There are many excuses that can be used to justify abusive behaviour but it is important to remember that people choose to be violent and abusive.
It's not your fault
You may ask ‘how did I allow myself to get into this situation and what did I do?’ Violence and abuse are usually experienced as a gradual process and often we don't realise it's happening to us until it's too late.
In a relationship, it may start with subtle put downs or the breaking down of your boundaries until it comes to a point where you begin to feel unsafe.
Often the first indication that there is something wrong with the way you are being treated is how you feel. You may feel:
- Like something isn’t right
Trust your feelings/gut instinct – they are important. If you think sexual, domestic or family violence may be occurring in your relationship, think about how you feel when you are with your partner.
Your safety is the most important thing
It is a common misunderstanding that it is easy for a person to leave a violent, controlling and abusive relationship.
Leaving an abusive relationship permanently can take on average six attempts; each time the person may find they become stronger, clearer and more confident.

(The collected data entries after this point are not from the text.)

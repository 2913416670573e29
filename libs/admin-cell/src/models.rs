use std::collections::BTreeMap;

use serde::Serialize;
use thiserror::Error;

use appointment_cell::AppointmentError;
use auth_cell::AuthError;
use faq_cell::FaqError;
use patient_cell::PatientError;
use shared_models::error::AppError;

/// Dashboard figures for the administration home page.
#[derive(Debug, Clone, Serialize)]
pub struct AdminStats {
    pub users_by_role: BTreeMap<String, i64>,
    pub total_patients: i64,
    pub appointments_by_status: BTreeMap<String, i64>,
    pub appointments_today: i64,
    pub upcoming_appointments: i64,
    pub pending_questions: i64,
}

#[derive(Debug, Error)]
pub enum AdminError {
    #[error(transparent)]
    Auth(#[from] AuthError),

    #[error(transparent)]
    Patient(#[from] PatientError),

    #[error(transparent)]
    Appointment(#[from] AppointmentError),

    #[error(transparent)]
    Faq(#[from] FaqError),
}

impl From<AdminError> for AppError {
    fn from(err: AdminError) -> Self {
        match err {
            AdminError::Auth(e) => AppError::from(e),
            AdminError::Patient(e) => AppError::from(e),
            AdminError::Appointment(e) => AppError::from(e),
            AdminError::Faq(e) => AppError::from(e),
        }
    }
}

#[cfg(test)]
mod tests {
    use super::*;
    use assert_matches::assert_matches;

    #[test]
    fn test_errors_keep_their_status() {
        assert_matches!(
            AppError::from(AdminError::from(PatientError::NotFound)),
            AppError::NotFound(_)
        );
        assert_matches!(
            AppError::from(AdminError::from(AuthError::SelfDeletion)),
            AppError::BadRequest(_)
        );
    }
}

The number of barriers faced by people leaving an abusive relationship may seem overwhelming but it is important to remember that many people leave violent relationships and rebuild safe and fulfilling lives.
It's important to remember safety may not occur immediately after leaving a violent situation. Separation can be the time of greatest danger. It is important to have a clear safety plan before you leave. We are here 24/7 to support you to develop this for your own situation.
Support is available
Leaving an abusive relationship is a positive choice for you, however, the process can still be difficult.
It is helpful to have the support of people who are experienced with helping others in abusive relationships.
Find out about and use community resources for support. These may include:
- Support groups
- Single parent support services
- Free community counselling services
- Recreation centres
- Educational resources
Anyone concerned about violence or controlling behaviour from a partner, ex partner or other relationship should consider safety planning.